Should our tax dollars be spent defending the town for the supervisor’s and board’s failure to comply with the law?

To the Editor:

I am writing this as an open letter to the Knox Town Board.

At the town board meeting on Wednesday evening, Jan. 9 [“Town board fires three transfer-station workers, hires three new ones,” The Altamont Enterprise, Jan. 10, 2019], the issue about replacement of the transfer-station employees was discussed by many concerned citizens from the town of Knox.

I asked if the vote taken on New Year’s Day concerning the replacement was a legal vote because of the wording in Section 75 of the New York State Civil Service Law. The town supervisor answered me with a dismissive, “That’s for a judge to decide.”

During the whole time the issue was being discussed we barely heard a single peep from Gary Salisbury, Ken Saddlemire, or Karl Pritchard.

And as the town supervisor was seemingly dismissive of most of comments made that evening, I submit the following:

Section 75 of the New York State Civil Service Law states, in part, as follows:

“1. Removal and other disciplinary action. A person described in paragraph … (c) … of this subdivision shall not be removed or otherwise subjected to any disciplinary penalty provided in this section except for incompetency or misconduct shown after a hearing upon stated charges pursuant to this section.

“(c) an employee holding a position in the non-competitive or labor class … who since his or her last entry service has completed at least five years of continuous service in the  … labor class … .”

The Albany County Department of Civil Service classifies the transfer-station positions as “labor.” The Albany County Civil Service Rule V 2. States in part: “A position in the labor class may be filled … where a vacancy exists….”

As none of the jobs at the transfer station had been vacated as of Dec. 31, 2018, it appears that the town supervisor erred when advertising those jobs as open for approximately the three months prior to Dec. 31, 2018 and the town board also erred in voting to appoint replacements to those positions. Your response?

Further, as the vote taken on New Year’s Day to replace the transfer-station employees appears to be in violation of both Section 75 1. (c) of the New York State Civil Service Law and Albany County Civil Service Rule V 2., how can that vote be construed as either legal or legitimate?

Please explain your legal basis for holding that vote, as it appears to have been taken merely on the basis of someone’s whim to replace those workers and for no other reason.

If the vote was not legal, how can the individuals currently working at Knox transfer station legitimately be considered as employees of the town of Knox?

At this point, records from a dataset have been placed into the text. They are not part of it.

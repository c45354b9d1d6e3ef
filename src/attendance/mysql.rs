use async_trait::async_trait;
use chrono::{FixedOffset, NaiveDateTime};
use sqlx::mysql::MySqlDatabaseError;
use sqlx::{FromRow, MySqlPool};
use tracing::debug;

use super::store::{AttendanceStore, EventKey, IdentityLookup, StoreError};
use crate::model::attendance::{AttendanceEvent, Direction, NewAttendanceEvent};
use crate::model::role::Role;
use crate::model::subject::Identity;
use crate::utils::time::{from_local_naive, to_local_naive};

/// Looks in `users` (exact fingerprint, joined with `mahasiswa`) first, then in
/// the `temp_users` scanner roster.
pub struct MySqlIdentityLookup {
    pool: MySqlPool,
}

impl MySqlIdentityLookup {
    pub fn new(pool: MySqlPool) -> Self {
        Self { pool }
    }
}

#[derive(FromRow)]
struct AccountIdentityRow {
    is_admin: i64,
    is_dosen: i64,
    nim: Option<String>,
    nama: Option<String>,
    kelas: Option<String>,
}

#[derive(FromRow)]
struct RosterIdentityRow {
    nim: Option<String>,
    nama: Option<String>,
    kelas: Option<String>,
}

/// Escape LIKE wildcards so the fingerprint is matched literally.
fn like_literal(value: &str) -> String {
    let mut escaped = String::with_capacity(value.len() + 2);
    for ch in value.chars() {
        if matches!(ch, '%' | '_' | '\\') {
            escaped.push('\\');
        }
        escaped.push(ch);
    }
    escaped
}

#[async_trait]
impl IdentityLookup for MySqlIdentityLookup {
    async fn find_subject(&self, fingerprint: &str) -> Result<Option<Identity>, StoreError> {
        let account = sqlx::query_as::<_, AccountIdentityRow>(
            r#"
            SELECT
                CAST(COALESCE(u.isAdmin, 0) AS SIGNED) AS is_admin,
                CAST(COALESCE(u.isDosen, 0) AS SIGNED) AS is_dosen,
                CAST(m.nim AS CHAR) AS nim,
                CAST(m.nama AS CHAR) AS nama,
                CAST(m.kelas AS CHAR) AS kelas
            FROM users u
            LEFT JOIN mahasiswa m ON m.userId = u.id
            WHERE u.fingerprint = ?
            LIMIT 1
            "#,
        )
        .bind(fingerprint)
        .fetch_optional(&self.pool)
        .await?;

        if let Some(row) = account {
            debug!("Fingerprint matched a user account");
            return Ok(Some(Identity {
                subject_id: row.nim,
                name: row.nama,
                class: row.kelas,
                role: Role::from_flags(row.is_admin != 0, row.is_dosen != 0),
            }));
        }

        let roster = sqlx::query_as::<_, RosterIdentityRow>(
            r#"
            SELECT
                CAST(nim AS CHAR) AS nim,
                CAST(nama AS CHAR) AS nama,
                CAST(kelas AS CHAR) AS kelas
            FROM temp_users
            WHERE fingerprints LIKE ?
            LIMIT 1
            "#,
        )
        .bind(format!("%{}%", like_literal(fingerprint)))
        .fetch_optional(&self.pool)
        .await?;

        // the roster only holds students
        Ok(roster.map(|row| Identity {
            subject_id: row.nim,
            name: row.nama,
            class: row.kelas,
            role: Role::Mahasiswa,
        }))
    }
}

/// `attendances(id, nim, type, createdAt)`; `createdAt` holds wall-clock time
/// in the reference offset.
pub struct MySqlAttendanceStore {
    pool: MySqlPool,
    offset: FixedOffset,
}

impl MySqlAttendanceStore {
    pub fn new(pool: MySqlPool, offset: FixedOffset) -> Self {
        Self { pool, offset }
    }
}

#[derive(FromRow)]
struct EventRow {
    id: u64,
    nim: String,
    kind: i64,
    created_at: NaiveDateTime,
}

#[async_trait]
impl AttendanceStore for MySqlAttendanceStore {
    async fn latest_event_for(
        &self,
        subject_id: &str,
    ) -> Result<Option<AttendanceEvent>, StoreError> {
        let row = sqlx::query_as::<_, EventRow>(
            r#"
            SELECT
                CAST(id AS UNSIGNED) AS id,
                CAST(nim AS CHAR) AS nim,
                CAST(type AS SIGNED) AS kind,
                createdAt AS created_at
            FROM attendances
            WHERE nim = ?
            ORDER BY createdAt DESC, id DESC
            LIMIT 1
            "#,
        )
        .bind(subject_id)
        .fetch_optional(&self.pool)
        .await?;

        row.map(|row| {
            let direction = Direction::from_code(row.kind).ok_or_else(|| {
                StoreError::Corrupt(format!("attendance {} has type {}", row.id, row.kind))
            })?;
            Ok(AttendanceEvent {
                id: row.id,
                subject_id: row.nim,
                direction,
                occurred_at: from_local_naive(row.created_at, self.offset),
            })
        })
        .transpose()
    }

    async fn append(
        &self,
        event: NewAttendanceEvent,
        expected_latest: Option<EventKey>,
    ) -> Result<AttendanceEvent, StoreError> {
        let occurred_at = to_local_naive(event.occurred_at, self.offset);

        // Conditional insert: nothing newer, by (createdAt, id), than the event
        // the decision saw. InnoDB takes shared next-key locks for
        // INSERT ... SELECT, so of two racing scans one sees the newer row or
        // is aborted as a deadlock.
        let result = match expected_latest {
            None => {
                sqlx::query(
                    r#"
                    INSERT INTO attendances (nim, type, createdAt)
                    SELECT ?, ?, ?
                    FROM DUAL
                    WHERE NOT EXISTS (SELECT 1 FROM attendances WHERE nim = ?)
                    "#,
                )
                .bind(&event.subject_id)
                .bind(event.direction.code())
                .bind(occurred_at)
                .bind(&event.subject_id)
                .execute(&self.pool)
                .await
            }
            Some((seen_at, seen_id)) => {
                let seen_at = to_local_naive(seen_at, self.offset);
                sqlx::query(
                    r#"
                    INSERT INTO attendances (nim, type, createdAt)
                    SELECT ?, ?, ?
                    FROM DUAL
                    WHERE NOT EXISTS (
                        SELECT 1 FROM attendances
                        WHERE nim = ?
                          AND (createdAt > ? OR (createdAt = ? AND id > ?))
                    )
                    "#,
                )
                .bind(&event.subject_id)
                .bind(event.direction.code())
                .bind(occurred_at)
                .bind(&event.subject_id)
                .bind(seen_at)
                .bind(seen_at)
                .bind(seen_id)
                .execute(&self.pool)
                .await
            }
        }
        .map_err(|e| append_error(e, &event.subject_id))?;

        if result.rows_affected() == 0 {
            return Err(StoreError::Conflict(event.subject_id));
        }

        Ok(event.into_event(result.last_insert_id()))
    }
}

const ER_LOCK_WAIT_TIMEOUT: u16 = 1205;
const ER_LOCK_DEADLOCK: u16 = 1213;

/// MySQL error numbers raised for the loser of a race on the append locks.
fn is_lock_conflict(number: u16) -> bool {
    matches!(number, ER_LOCK_DEADLOCK | ER_LOCK_WAIT_TIMEOUT)
}

fn append_error(err: sqlx::Error, subject_id: &str) -> StoreError {
    let lost_race = err
        .as_database_error()
        .and_then(|e| e.try_downcast_ref::<MySqlDatabaseError>())
        .is_some_and(|e| is_lock_conflict(e.number()));

    if lost_race {
        StoreError::Conflict(subject_id.to_string())
    } else {
        StoreError::Database(err)
    }
}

Should they be paid with Knox taxpayers’ monies? Likewise, if they are injured at the transfer station, will the town be liable for those injuries?

Assuming that Section 75 1. (c) of the New York State Civil Service Law and Albany County Civil Service Rule V 2. are applicable in this instance, should the dismissed employees be reinstated with back pay for time lost? Or, do the dismissed employees have to bring a lawsuit against the town for a matter which seemingly should not have occurred?

If so, should our tax dollars be spent defending the town for what may amount to the town supervisor’s and town board’s failure to comply with existing law? Further, if the town loses, will the town possibly be liable for punitive damages due to bringing a frivolous suit before the court?